After the show ended, Megal was exiting by walking down a stairway. The stairs were crowded and she could not see the stairs in front of her. She slipped on a two- or three-inch ketchup-soaked french fry on one of the stairs, fracturing an ankle.
She did not see the french fry before she slipped on it, nor did she know how long the french fry had been on the step.
The arena sells concessions and there are no restrictions on where patrons can take their concessions in the arena. During ice show performances, there are usually two people responsible for cleaning spills throughout the arena and for maintaining the restrooms.
There are no formal, written procedures for inspection of the premises.

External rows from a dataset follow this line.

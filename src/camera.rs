//! Look-at camera with perspective projection.
//!
//! [`Camera`] keeps an eye position, a target point, and an up vector in
//! world space, and derives the view and projection matrices from them.
//! The view matrix is recomputed by [`Camera::update`] once per frame; the
//! projection matrix is rebuilt explicitly via
//! [`Camera::update_projection_matrix`] after any aspect or fov change
//! (typically from the resize handler), so it is never stale across a
//! resize.

use glam::{Mat4, Vec3};

/// A look-at camera for 3D scenes.
///
/// # Degenerate configurations
///
/// `position == target` leaves the look direction undefined. Callers must
/// keep the two apart; the camera does not defend against it.
#[derive(Clone, Copy, Debug)]
pub struct Camera {
    /// Eye position in world space.
    pub position: Vec3,
    /// Point the camera looks at.
    pub target: Vec3,
    /// Up direction (should be unit length).
    pub up: Vec3,
    /// Vertical field of view in radians.
    pub fov: f32,
    /// Aspect ratio (width / height) used by the projection.
    pub aspect: f32,
    /// Near clip plane distance.
    pub near: f32,
    /// Far clip plane distance.
    pub far: f32,
    view: Mat4,
    proj: Mat4,
}

impl Camera {
    /// Creates a camera at `position` looking at `target`, with Y-up,
    /// a 45 degree field of view, and a 1:1 aspect ratio.
    ///
    /// Call [`set_aspect_ratio`](Self::set_aspect_ratio) and
    /// [`update_projection_matrix`](Self::update_projection_matrix) once
    /// the surface size is known.
    pub fn new(position: Vec3, target: Vec3) -> Self {
        let mut camera = Self {
            position,
            target,
            up: Vec3::Y,
            fov: std::f32::consts::FRAC_PI_4,
            aspect: 1.0,
            near: 0.1,
            far: 1000.0,
            view: Mat4::IDENTITY,
            proj: Mat4::IDENTITY,
        };
        camera.update();
        camera.update_projection_matrix();
        camera
    }

    /// Recomputes the view matrix from the current position, target, and
    /// up vector.
    ///
    /// Cheap enough to call unconditionally once per frame; there is no
    /// staleness tracking.
    pub fn update(&mut self) {
        self.view = Mat4::look_at_rh(self.position, self.target, self.up);
    }

    /// Stores a new aspect ratio for the projection.
    ///
    /// Takes effect on the next
    /// [`update_projection_matrix`](Self::update_projection_matrix) call.
    pub fn set_aspect_ratio(&mut self, aspect: f32) {
        self.aspect = aspect;
    }

    /// Rebuilds the perspective projection from fov, aspect, near, and far.
    ///
    /// Must be called after any aspect or fov change before the next
    /// render; the projection is not rebuilt implicitly.
    pub fn update_projection_matrix(&mut self) {
        self.proj = Mat4::perspective_rh(self.fov, self.aspect, self.near, self.far);
    }

    /// The current view (world-to-camera) matrix.
    pub fn view_matrix(&self) -> Mat4 {
        self.view
    }

    /// The current projection (camera-to-clip) matrix.
    pub fn projection_matrix(&self) -> Mat4 {
        self.proj
    }
}

#[cfg(test)]
mod tests {
    use super::*;

    #[test]
    fn view_maps_eye_to_origin() {
        let mut camera = Camera::new(Vec3::new(0.0, 0.0, 5.0), Vec3::ZERO);

        let eye_in_view = camera.view_matrix().transform_point3(camera.position);
        assert!(eye_in_view.length() < 1e-5);

        // Without update() the view is stale for the new eye position.
        camera.position = Vec3::new(3.0, 1.0, 4.0);
        let stale = camera.view_matrix().transform_point3(camera.position);
        assert!(stale.length() > 1e-3);

        camera.update();
        let fresh = camera.view_matrix().transform_point3(camera.position);
        assert!(fresh.length() < 1e-5);
    }

    #[test]
    fn view_looks_down_negative_z() {
        let mut camera = Camera::new(Vec3::new(0.0, 0.0, 5.0), Vec3::ZERO);
        camera.update();

        let target_in_view = camera.view_matrix().transform_point3(camera.target);
        assert!((target_in_view.x).abs() < 1e-5);
        assert!((target_in_view.y).abs() < 1e-5);
        assert!((target_in_view.z + 5.0).abs() < 1e-5);
    }

    #[test]
    fn projection_focal_scales_inversely_with_aspect() {
        let mut camera = Camera::new(Vec3::new(0.0, 0.0, 5.0), Vec3::ZERO);

        camera.set_aspect_ratio(2.0);
        camera.update_projection_matrix();
        let narrow = camera.projection_matrix().x_axis.x;

        camera.set_aspect_ratio(4.0);
        camera.update_projection_matrix();
        let wide = camera.projection_matrix().x_axis.x;

        assert!((wide - narrow / 2.0).abs() < 1e-5);
    }

    #[test]
    fn resize_updates_projection() {
        let mut camera = Camera::new(Vec3::new(0.0, 0.0, 5.0), Vec3::ZERO);

        let aspect = 800.0 / 600.0;
        camera.set_aspect_ratio(aspect);
        camera.update_projection_matrix();

        let expected = 1.0 / (aspect * (camera.fov * 0.5).tan());
        assert!((camera.projection_matrix().x_axis.x - expected).abs() < 1e-5);
        assert_eq!(camera.aspect, aspect);
    }
}
//! Scene loading: the geometry the viewer can display.
//!
//! [`Scene`] is the capability object the UI boundary uses to (re)build
//! geometry. It owns the three drawable shapes, remembers which
//! subdivision level the icosphere was last built at, and rebuilds the
//! icosphere synchronously inside the frame tick when the control value
//! changes, so a frame always draws either the old mesh or the fully
//! rebuilt one, never a partial state.

use glam::Vec3;

use crate::controls::{Controls, ShapeKind};
use crate::gpu::GpuContext;
use crate::mesh::GeometryBuffer;

const ICOSPHERE_RADIUS: f32 = 1.0;
const CUBE_SIZE: f32 = 2.0;
const SQUARE_SIZE: f32 = 2.0;

/// The three drawable shapes, all centered at the origin.
pub struct Scene {
    icosphere: GeometryBuffer,
    cube: GeometryBuffer,
    square: GeometryBuffer,
    applied_tessellation: u32,
}

impl Scene {
    /// Builds and uploads all three shapes, the icosphere at the control
    /// snapshot's current subdivision level.
    pub fn load(gpu: &GpuContext, controls: &Controls) -> Self {
        let level = controls.tessellation();

        let mut icosphere = GeometryBuffer::icosphere(Vec3::ZERO, ICOSPHERE_RADIUS, level);
        icosphere.create(gpu);

        let mut cube = GeometryBuffer::cube(Vec3::ZERO, CUBE_SIZE);
        cube.create(gpu);

        let mut square = GeometryBuffer::square(Vec3::ZERO, SQUARE_SIZE);
        square.create(gpu);

        log::info!(
            "scene loaded (icosphere level {level}, {} vertices)",
            icosphere.vertex_count()
        );

        Self {
            icosphere,
            cube,
            square,
            applied_tessellation: level,
        }
    }

    /// Rebuilds the whole scene from scratch. Bound to the reload action
    /// at the UI boundary.
    pub fn reload(&mut self, gpu: &GpuContext, controls: &Controls) {
        *self = Self::load(gpu, controls);
    }

    /// Rebuilds the icosphere if the subdivision control changed since the
    /// mesh was last built.
    ///
    /// Runs inline in the frame tick, before the draw call.
    pub fn sync_tessellation(&mut self, gpu: &GpuContext, controls: &Controls) {
        let level = controls.tessellation();
        if level == self.applied_tessellation {
            return;
        }

        self.icosphere = GeometryBuffer::icosphere(Vec3::ZERO, ICOSPHERE_RADIUS, level);
        self.icosphere.create(gpu);
        self.applied_tessellation = level;

        log::debug!(
            "icosphere rebuilt at level {level} ({} vertices)",
            self.icosphere.vertex_count()
        );
    }

    /// The drawable for the given shape selection.
    pub fn drawable(&self, shape: ShapeKind) -> &GeometryBuffer {
        match shape {
            ShapeKind::Square => &self.square,
            ShapeKind::Icosphere => &self.icosphere,
            ShapeKind::Cube => &self.cube,
        }
    }
}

The employees clean the bathrooms and dust mop the floor near the concession stand, but they usually only clean up spills outside these areas when a customer or other arena employee reports them.
Megal sued the arena, alleging a violation of the safe-place statute, sec. 101.11, and common law negligence. The arena moved for summary judgment, and Brown County Circuit Court Judge William M. Atkinson granted the motion.
With respect to the safe-place violation, the court determined Megal could not prove the arena had actual or constructive notice of the dangerous condition. With respect to the negligence claim, the court concluded it was pure speculation to argue any procedure or inspection pattern or number of personnel would have been able to locate, remove, and clean up the french fry.
Megal appealed, but the court of appeals affirmed in a decision written by Judge Gregory A. Peterson and joined by Judge Michael W. Hoover. Judge Thomas Cane dissented.
The court concluded that Megal could not show that the arena had notice of the french fry, either actual or constructive, and that knowledge couldnt be imputed to the arena through the Strack exception (or mode-of-operation rule).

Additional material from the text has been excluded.